The women that take these pictures tend to be attention whores. Their only assets are their looks for the most part. They won the DNA lottery. They are accustomed to being an object of attention. The press takes their picture everywhere they go. They have been told over and over they are gorgeous. Men make fools of themselves around them.
However, when that stops, it’s Norma Desmond in “Hollywood Boulevard”. Your 15 minutes is up.
“Because people have been told that the cloud was super secure and data could never be lost or hacked etc. People were actually stupid enough to believe that.”
And, moreover, those photos were purportedly deleted by the owners long ago. The idea being, if we delete them, they will be gone, and we won’t have to worry about them.

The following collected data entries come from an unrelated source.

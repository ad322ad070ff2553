use crate::qemu_trace;
use kernel_sync::SyncOnceCell;
use log::{LevelFilter, Log, Metadata, Record, SetLoggerError};

pub struct QemuLogger {
    max_level: LevelFilter,
}

static LOGGER: SyncOnceCell<QemuLogger> = SyncOnceCell::new();

impl QemuLogger {
    #[must_use]
    pub const fn new(max_level: LevelFilter) -> Self {
        Self { max_level }
    }

    /// Install as the global logger. Call once during early boot.
    ///
    /// # Errors
    /// If a logger is already installed.
    pub fn init(self) -> Result<(), SetLoggerError> {
        let max_level = self.max_level;
        let logger = LOGGER.get_or_init(|| self);
        log::set_logger(logger)?;
        log::set_max_level(max_level);
        Ok(())
    }
}

impl Log for QemuLogger {
    fn enabled(&self, metadata: &Metadata) -> bool {
        metadata.level() <= self.max_level
    }

    fn log(&self, record: &Record) {
        if !self.enabled(record.metadata()) {
            return;
        }

        // Result lines go out bare so the host harness can match them.
        if record.target() == "report" {
            qemu_trace!("{}\n", record.args());
        } else {
            qemu_trace!(
                "[{}] {}: {}\n",
                record.level(),
                record.target(),
                record.args()
            );
        }
    }

    fn flush(&self) {
        crate::qemu_fmt::qemu_flush();
    }
}
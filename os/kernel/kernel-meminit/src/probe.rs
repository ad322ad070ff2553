use kernel_interrupts::{ProgramInterruptCode, TrapInterception, with_expected_trap};
use kernel_memory_addresses::PhysicalAddress;
use kernel_registers::ConditionCode;

/// What probing one address found.
#[derive(Debug, Copy, Clone, PartialEq, Eq)]
pub enum ProbeOutcome {
    /// Fetch and store are permitted.
    Accessible,
    /// Storage ends here or is protected; stop probing.
    Boundary,
    /// A program interrupt that has nothing to do with storage limits.
    Fault(ProgramInterruptCode),
}

/// Checks whether an address is usable storage.
pub trait StorageProbe {
    fn probe(&mut self, addr: PhysicalAddress) -> ProbeOutcome;
}

impl<F> StorageProbe for F
where
    F: FnMut(PhysicalAddress) -> ProbeOutcome,
{
    fn probe(&mut self, addr: PhysicalAddress) -> ProbeOutcome {
        self(addr)
    }
}

/// The bare TEST PROTECTION instruction.
///
/// May raise an addressing exception for storage that does not exist; only
/// call it with a trap expected.
pub trait TestProtection {
    fn test_protection(&mut self, addr: PhysicalAddress) -> ConditionCode;
}

impl<P> TestProtection for &mut P
where
    P: TestProtection + ?Sized,
{
    fn test_protection(&mut self, addr: PhysicalAddress) -> ConditionCode {
        (**self).test_protection(addr)
    }
}

/// `tprot` with access key 0.
#[cfg(target_arch = "s390x")]
#[derive(Debug, Default, Copy, Clone)]
pub struct Tprot;

#[cfg(target_arch = "s390x")]
impl TestProtection for Tprot {
    fn test_protection(&mut self, addr: PhysicalAddress) -> ConditionCode {
        let cc: u32;
        // SAFETY: tprot inspects storage keys and does not access the operand;
        // an addressing exception is absorbed by the armed trap handler.
        unsafe {
            core::arch::asm!(
                "tprot 0({addr}),0",
                "ipm {cc}",
                "srl {cc},28",
                addr = in(reg_addr) addr.as_u64(),
                cc = out(reg) cc,
                options(nostack),
            );
        }
        ConditionCode::from_ipm(cc)
    }
}

/// [`TestProtection`] bracketed by a trap expectation.
///
/// An addressing or protection exception, or any nonzero condition code,
/// is a [`ProbeOutcome::Boundary`]; other exceptions are a [`ProbeOutcome::Fault`].
#[derive(Debug)]
pub struct TrapGuardedProbe<T, P> {
    traps: T,
    tester: P,
}

impl<T, P> TrapGuardedProbe<T, P>
where
    T: TrapInterception,
    P: TestProtection,
{
    pub const fn new(traps: T, tester: P) -> Self {
        Self { traps, tester }
    }

    pub fn into_parts(self) -> (T, P) {
        (self.traps, self.tester)
    }
}

impl<T, P> StorageProbe for TrapGuardedProbe<T, P>
where
    T: TrapInterception,
    P: TestProtection,
{
    fn probe(&mut self, addr: PhysicalAddress) -> ProbeOutcome {
        let tester = &mut self.tester;
        let (cc, trap) = with_expected_trap(&mut self.traps, || tester.test_protection(addr));
        match trap {
            Some(code) if code.is_storage_boundary() => ProbeOutcome::Boundary,
            Some(code) => ProbeOutcome::Fault(code),
            None if cc.is_zero() => ProbeOutcome::Accessible,
            None => ProbeOutcome::Boundary,
        }
    }
}

#[cfg(test)]
mod tests {
    use super::*;
    use kernel_interrupts::SimulatedTraps;

    struct Fixed<'t> {
        traps: &'t SimulatedTraps,
        trap: Option<ProgramInterruptCode>,
        cc: ConditionCode,
    }

    impl TestProtection for Fixed<'_> {
        fn test_protection(&mut self, _addr: PhysicalAddress) -> ConditionCode {
            if let Some(code) = self.trap {
                self.traps.deliver(code);
            }
            self.cc
        }
    }

    fn probe_with(trap: Option<ProgramInterruptCode>, cc: ConditionCode) -> ProbeOutcome {
        let traps = SimulatedTraps::new();
        let tester = Fixed {
            traps: &traps,
            trap,
            cc,
        };
        let outcome = TrapGuardedProbe::new(&traps, tester).probe(PhysicalAddress::new(0x1f_ffff));
        assert!(!traps.is_armed());
        outcome
    }

    #[test]
    fn classification() {
        use ConditionCode::{One, Three, Zero};
        assert_eq!(probe_with(None, Zero), ProbeOutcome::Accessible);
        assert_eq!(probe_with(None, One), ProbeOutcome::Boundary);
        assert_eq!(probe_with(None, Three), ProbeOutcome::Boundary);
        assert_eq!(
            probe_with(Some(ProgramInterruptCode::ADDRESSING), Zero),
            ProbeOutcome::Boundary
        );
        assert_eq!(
            probe_with(Some(ProgramInterruptCode::PROTECTION), Zero),
            ProbeOutcome::Boundary
        );
        assert_eq!(
            probe_with(Some(ProgramInterruptCode::SPECIFICATION), Zero),
            ProbeOutcome::Fault(ProgramInterruptCode::SPECIFICATION)
        );
    }
}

Not so on iCloud, apparently. You delete them on your phone, and OOPS, a year from now you find them on 4chan and Reddit.
Maybe that $19B for WhatsApp makes sense after all.
Hard to say.
They probably were not even aware the photos were going to the cloud. Their phone was likely configured with iCloud backup for emergency recovery but they never actually chose to backup those (or any other) pictures.
I think it's both. Porn "actors" have made normally endowed men look and feel inadequate and, yes, I don't think penis pics are of much interest to women.
Do you by chance live someplace cold?
No offense but I'm not going to take anyone's word for that. ;-)
No.
I've been thinking along those lines, myself. Why do people take, and post, pictures of their naked ass?
Frankly,I'd shower in my shorts and T-shirt if it weren't so uncomfortable. Too many mirrors in my bathroom.
Quietly hoping that, somehow, they end up in the wrong hands and in the news.
I’ve dropped about twenty pounds this summer.
The last thing anyone want to see is my naked pictures.
My ass looks like a sharpei dog.
Yeah, as a taxpayer I am not exactly thrilled that the FBI is now spending my tax dollars to deal with this on behalf of a handful of fabulously wealthy celebrities who were stooooopid enough to take nekkid selfies and then store them in the cloud, believing they’d be as secure as their purse.
Or maybe just in the pool like George was.
“...the trove of stolen celebrity nudes...may just qualify as the Internet story of the summer...”
Really, she writes this on the day the second reporter gets his head chopped off?
In a country where high school students know more about the Kardashians than the US Constitution, she’s likely correct.